To test the effectiveness and generalizability of the model, we did out-sample prediction, using 25% randomly selected test set. Also, we performed cross-validation on the model, and the results are good. The MAPE of both training set and test set is relatively small. The standard deviation of the MAE in cross-validation is small, which indicates that the model is generalizable. According to the spatial auto-correlation test and MAPE map by neighborhood, our model generally performs similarly well on different areas (neighborhoods).
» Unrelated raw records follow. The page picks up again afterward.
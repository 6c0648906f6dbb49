use std::cell::RefCell;
use std::f32::consts::FRAC_PI_2;
use std::rc::Rc;

use glam::{Quat, Vec3};
use rand::Rng;
use tracing::{info, trace, warn};

use crate::config::GameConfig;
use crate::controller::{ControlState, GameState, PhysicsWorld};
use crate::model::{ActorState, Camera, Coin, CoinField, MeshDesc, MeshId, MeshShape, Pose};
use crate::view::hud::{self, HudSink};
use crate::view::RenderSurface;

const GROUND_COLOR: u32 = 0x228b22;
const BIKE_COLOR: u32 = 0xff0000;
const COIN_COLOR: u32 = 0xffd700;
const OBSTACLE_COLOR: u32 = 0x8b4513;
const RAMP_COLOR: u32 = 0x555555;

/// What one call to `update` did
#[derive(Debug, Clone, Copy, PartialEq)]
pub struct FrameReport {
    /// Delta after clamping, in seconds
    pub delta: f32,
    /// False while controls are still locked
    pub simulated: bool,
    pub speed: f32,
    pub collected: usize,
    pub hud_refreshed: bool,
    /// Score, coins or level changed this frame
    pub state_changed: bool,
}

/// Turns timestamps in milliseconds into frame deltas in seconds
#[derive(Debug, Default)]
pub struct FrameClock {
    last_ms: Option<f64>,
}

impl FrameClock {
    pub fn new() -> Self {
        Self::default()
    }

    /// Seconds since the previous tick; zero on the first tick or if time went backwards
    pub fn tick(&mut self, now_ms: f64) -> f32 {
        let delta = match self.last_ms {
            Some(last) => ((now_ms - last) / 1000.0).max(0.0) as f32,
            None => 0.0,
        };
        self.last_ms = Some(now_ms);
        delta
    }
}

/// Main game loop state and update logic
pub struct FrameLoopContext<P: PhysicsWorld, S: RenderSurface> {
    pub config: GameConfig,
    pub physics: P,
    pub surface: S,
    pub camera: Camera,
    pub actor: ActorState,
    pub coins: CoinField,
    pub scenery: Vec<MeshId>,
    pub controls: Rc<RefCell<ControlState>>,
    pub game_state: Rc<RefCell<GameState>>,
    shown_speed: Option<i64>,
}

impl<P: PhysicsWorld, S: RenderSurface> FrameLoopContext<P, S> {
    /// Build the ground, the bike and the track, both in physics and on the render surface
    pub fn new<R: Rng + ?Sized>(config: GameConfig, mut physics: P, mut surface: S, rng: &mut R) -> Self {
        let (width, height) = config.viewport;
        let camera = Camera::new(width, height);

        physics.create_ground_plane(0.0);
        let mut scenery = vec![surface.create_mesh(MeshDesc::new(
            MeshShape::Plane {
                width: config.track.ground_size,
                depth: config.track.ground_size,
            },
            GROUND_COLOR,
            Pose::IDENTITY,
        ))];

        let body = physics.create_box_body(&config.bike);
        let bike_mesh = surface.create_mesh(MeshDesc::new(
            MeshShape::Box { size: config.bike.half_extents * 2.0 },
            BIKE_COLOR,
            Pose::from_position(config.bike.position),
        ));
        let actor = ActorState::new(body, bike_mesh, config.bike.position);

        let plan = config.track.generate(rng);
        let coin_orientation = Quat::from_rotation_x(FRAC_PI_2);
        let coins: CoinField = plan
            .coins
            .iter()
            .map(|&position| {
                let mesh = surface.create_mesh(MeshDesc::new(
                    MeshShape::Cylinder { radius: 0.3, height: 0.1 },
                    COIN_COLOR,
                    Pose::new(position, coin_orientation),
                ));
                Coin::new(position, config.track.coin_radius).with_mesh(mesh)
            })
            .collect();

        for &position in &plan.obstacles {
            scenery.push(surface.create_mesh(MeshDesc::new(
                MeshShape::Box { size: Vec3::ONE },
                OBSTACLE_COLOR,
                Pose::from_position(position),
            )));
        }
        for &position in &plan.ramps {
            scenery.push(surface.create_mesh(MeshDesc::new(
                MeshShape::Box { size: Vec3::new(3.0, 0.5, 5.0) },
                RAMP_COLOR,
                Pose::new(position, plan.ramp_orientation),
            )));
        }

        info!(
            coins = coins.len(),
            obstacles = plan.obstacles.len(),
            ramps = plan.ramps.len(),
            "track built"
        );

        Self {
            config,
            physics,
            surface,
            camera,
            actor,
            coins,
            scenery,
            controls: Rc::new(RefCell::new(ControlState::new())),
            game_state: Rc::new(RefCell::new(GameState::new())),
            shown_speed: None,
        }
    }

    /// Clamp a raw frame delta so a long pause (e.g. a background tab) doesn't
    /// hand the physics engine one huge step
    pub fn clamp_delta(&self, delta: f32) -> f32 {
        if delta.is_finite() {
            delta.clamp(0.0, self.config.max_frame_delta)
        } else {
            0.0
        }
    }

    pub fn resize(&mut self, width: u32, height: u32) {
        self.camera.set_aspect(width, height);
    }

    /// Run one frame: controls, speed, physics, visual sync, camera, scoring, render
    pub fn update(&mut self, delta: f32, hud: &mut dyn HudSink) -> FrameReport {
        let delta = self.clamp_delta(delta);
        let simulated = self.game_state.borrow().controls_enabled;
        let mut collected = 0;

        if simulated {
            let controls = *self.controls.borrow();
            self.actor.set_steering(controls.steering());
            self.actor.speed = self
                .config
                .speed
                .next(self.actor.speed, controls.accelerate, controls.brake);

            match self.config.driver.drive(
                &mut self.physics,
                self.actor.body,
                self.actor.speed,
                self.actor.steering(),
                delta,
            ) {
                Ok(pose) => {
                    self.actor.pose = pose;
                    self.surface.set_transform(self.actor.mesh, pose);
                }
                Err(err) => warn!(%err, "physics step skipped"),
            }

            self.config.chase.follow(&mut self.camera, &self.actor.pose);

            let mut state = self.game_state.borrow_mut();
            collected = self.config.scoring.collect(
                &mut self.coins,
                self.actor.position(),
                &mut state,
                &mut self.surface,
            );
        }

        self.surface.render(&self.camera);

        let (hud_refreshed, state_changed) = self.refresh_hud(hud);
        trace!(delta, speed = self.actor.speed, collected, "frame done");

        FrameReport {
            delta,
            simulated,
            speed: self.actor.speed,
            collected,
            hud_refreshed,
            state_changed,
        }
    }

    /// Returns (hud refreshed, game state changed)
    fn refresh_hud(&mut self, hud: &mut dyn HudSink) -> (bool, bool) {
        let kmh = hud::speed_kmh(self.actor.speed, self.config.hud_speed_factor);
        let mut state = self.game_state.borrow_mut();
        let dirty = state.take_hud_dirty();
        if !dirty && self.shown_speed == Some(kmh) {
            return (false, false);
        }
        hud::refresh(hud, kmh, &state);
        self.shown_speed = Some(kmh);
        (true, dirty)
    }
}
But there is still some little difference in the performance of model across neighborhoods. Through spatial cross-validation, we have found that the model predicts particularly well when holding out poor neighborhood (built the model using the remaining neighborhoods, and predicted for the poor). The possible reason could be that the data size is not big enough, because all three neighborhoods we selected out only had around 50 observations. Another possible reason might be that there were some factors the rich cared about very much but we overlooked.

5.Conclusion

We highly recommend that Zillow should use our model, which will generate considerable benefits to Zillow, because our model is effective and generalizable. But the model could still be improved in three aspects. First, if the model is applied to other cities, models might need to be changes according to the city condition. Second, we should use larger dataset and include more observations if possible. Third, we might consider more factors that the rich care about when they purchase a property to improve its performance on different neighborhoods.